Extracted entries:
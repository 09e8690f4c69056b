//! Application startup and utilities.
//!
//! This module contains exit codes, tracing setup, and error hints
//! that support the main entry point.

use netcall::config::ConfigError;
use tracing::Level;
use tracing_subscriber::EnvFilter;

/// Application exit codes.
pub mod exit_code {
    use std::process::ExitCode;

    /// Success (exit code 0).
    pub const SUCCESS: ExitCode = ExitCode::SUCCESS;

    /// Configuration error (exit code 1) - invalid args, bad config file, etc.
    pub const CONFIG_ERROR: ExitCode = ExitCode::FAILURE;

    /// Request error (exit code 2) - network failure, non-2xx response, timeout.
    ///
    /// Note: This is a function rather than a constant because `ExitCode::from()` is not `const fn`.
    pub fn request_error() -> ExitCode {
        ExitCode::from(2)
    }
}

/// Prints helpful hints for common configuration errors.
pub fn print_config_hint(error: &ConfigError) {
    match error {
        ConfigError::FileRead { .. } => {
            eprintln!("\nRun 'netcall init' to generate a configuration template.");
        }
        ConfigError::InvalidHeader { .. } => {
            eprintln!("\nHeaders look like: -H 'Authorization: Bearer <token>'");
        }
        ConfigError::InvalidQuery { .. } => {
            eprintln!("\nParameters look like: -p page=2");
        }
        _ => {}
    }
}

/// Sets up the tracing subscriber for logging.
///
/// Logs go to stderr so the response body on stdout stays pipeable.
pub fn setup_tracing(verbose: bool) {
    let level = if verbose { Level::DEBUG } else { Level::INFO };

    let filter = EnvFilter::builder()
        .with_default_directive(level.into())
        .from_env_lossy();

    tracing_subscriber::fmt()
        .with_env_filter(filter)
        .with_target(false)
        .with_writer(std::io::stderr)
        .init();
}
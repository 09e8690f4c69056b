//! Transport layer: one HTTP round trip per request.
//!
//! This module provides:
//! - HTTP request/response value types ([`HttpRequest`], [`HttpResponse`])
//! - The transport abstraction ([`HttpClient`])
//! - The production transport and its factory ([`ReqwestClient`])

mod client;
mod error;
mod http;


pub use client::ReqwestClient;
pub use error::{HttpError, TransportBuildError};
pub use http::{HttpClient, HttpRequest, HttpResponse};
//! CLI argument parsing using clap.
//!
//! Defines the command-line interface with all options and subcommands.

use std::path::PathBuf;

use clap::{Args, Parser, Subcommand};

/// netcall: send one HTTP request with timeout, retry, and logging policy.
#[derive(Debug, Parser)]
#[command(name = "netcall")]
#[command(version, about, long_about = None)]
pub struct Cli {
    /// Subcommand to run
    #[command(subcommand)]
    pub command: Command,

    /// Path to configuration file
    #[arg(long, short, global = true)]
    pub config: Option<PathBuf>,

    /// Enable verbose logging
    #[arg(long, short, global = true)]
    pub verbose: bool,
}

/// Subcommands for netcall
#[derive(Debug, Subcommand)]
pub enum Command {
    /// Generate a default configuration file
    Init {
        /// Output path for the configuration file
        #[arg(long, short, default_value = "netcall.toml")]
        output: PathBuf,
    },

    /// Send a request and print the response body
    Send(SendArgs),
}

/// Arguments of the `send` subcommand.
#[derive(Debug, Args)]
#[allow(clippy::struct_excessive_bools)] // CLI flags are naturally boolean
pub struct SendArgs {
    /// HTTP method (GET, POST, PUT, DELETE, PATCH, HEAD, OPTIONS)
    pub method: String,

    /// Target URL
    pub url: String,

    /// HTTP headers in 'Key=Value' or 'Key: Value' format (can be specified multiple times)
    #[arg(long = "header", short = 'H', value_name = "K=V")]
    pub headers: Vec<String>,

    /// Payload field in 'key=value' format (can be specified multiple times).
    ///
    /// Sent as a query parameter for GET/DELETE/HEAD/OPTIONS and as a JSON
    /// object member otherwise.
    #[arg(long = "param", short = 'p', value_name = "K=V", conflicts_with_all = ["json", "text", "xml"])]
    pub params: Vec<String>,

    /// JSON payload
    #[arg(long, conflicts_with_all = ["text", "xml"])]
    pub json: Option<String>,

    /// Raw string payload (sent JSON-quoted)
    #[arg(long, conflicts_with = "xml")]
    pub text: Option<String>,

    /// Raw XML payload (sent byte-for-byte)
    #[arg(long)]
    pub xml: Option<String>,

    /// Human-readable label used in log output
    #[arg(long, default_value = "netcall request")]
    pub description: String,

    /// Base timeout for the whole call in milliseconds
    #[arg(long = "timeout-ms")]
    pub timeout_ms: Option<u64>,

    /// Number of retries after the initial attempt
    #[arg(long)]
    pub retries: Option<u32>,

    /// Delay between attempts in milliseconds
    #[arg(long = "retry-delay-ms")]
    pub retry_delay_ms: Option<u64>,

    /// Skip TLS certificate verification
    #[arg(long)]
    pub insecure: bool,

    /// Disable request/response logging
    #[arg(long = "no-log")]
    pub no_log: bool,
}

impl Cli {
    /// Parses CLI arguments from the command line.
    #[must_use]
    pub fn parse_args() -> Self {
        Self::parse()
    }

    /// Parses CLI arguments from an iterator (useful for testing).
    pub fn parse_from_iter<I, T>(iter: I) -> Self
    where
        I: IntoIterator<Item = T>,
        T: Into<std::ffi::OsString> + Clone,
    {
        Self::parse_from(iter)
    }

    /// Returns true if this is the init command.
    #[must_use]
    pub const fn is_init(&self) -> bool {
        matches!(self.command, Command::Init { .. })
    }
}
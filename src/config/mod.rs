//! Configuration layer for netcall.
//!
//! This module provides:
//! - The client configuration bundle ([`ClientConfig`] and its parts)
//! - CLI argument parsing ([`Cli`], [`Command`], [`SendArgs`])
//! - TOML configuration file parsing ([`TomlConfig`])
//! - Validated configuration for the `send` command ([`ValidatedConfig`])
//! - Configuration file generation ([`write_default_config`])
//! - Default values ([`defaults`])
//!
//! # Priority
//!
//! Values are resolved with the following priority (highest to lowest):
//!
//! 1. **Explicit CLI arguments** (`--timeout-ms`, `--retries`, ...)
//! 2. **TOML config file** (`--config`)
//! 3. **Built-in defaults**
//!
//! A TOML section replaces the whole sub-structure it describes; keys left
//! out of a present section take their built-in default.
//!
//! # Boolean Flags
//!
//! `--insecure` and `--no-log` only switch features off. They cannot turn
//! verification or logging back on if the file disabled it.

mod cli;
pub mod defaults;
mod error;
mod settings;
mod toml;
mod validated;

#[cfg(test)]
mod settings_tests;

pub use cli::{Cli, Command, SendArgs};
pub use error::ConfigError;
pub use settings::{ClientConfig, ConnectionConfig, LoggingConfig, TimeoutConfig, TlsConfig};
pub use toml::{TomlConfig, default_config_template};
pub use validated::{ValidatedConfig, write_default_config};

Try it: Work out how many lines of the entries include the word "verification", and respond with that number and nothing more.

Exercise answer: 2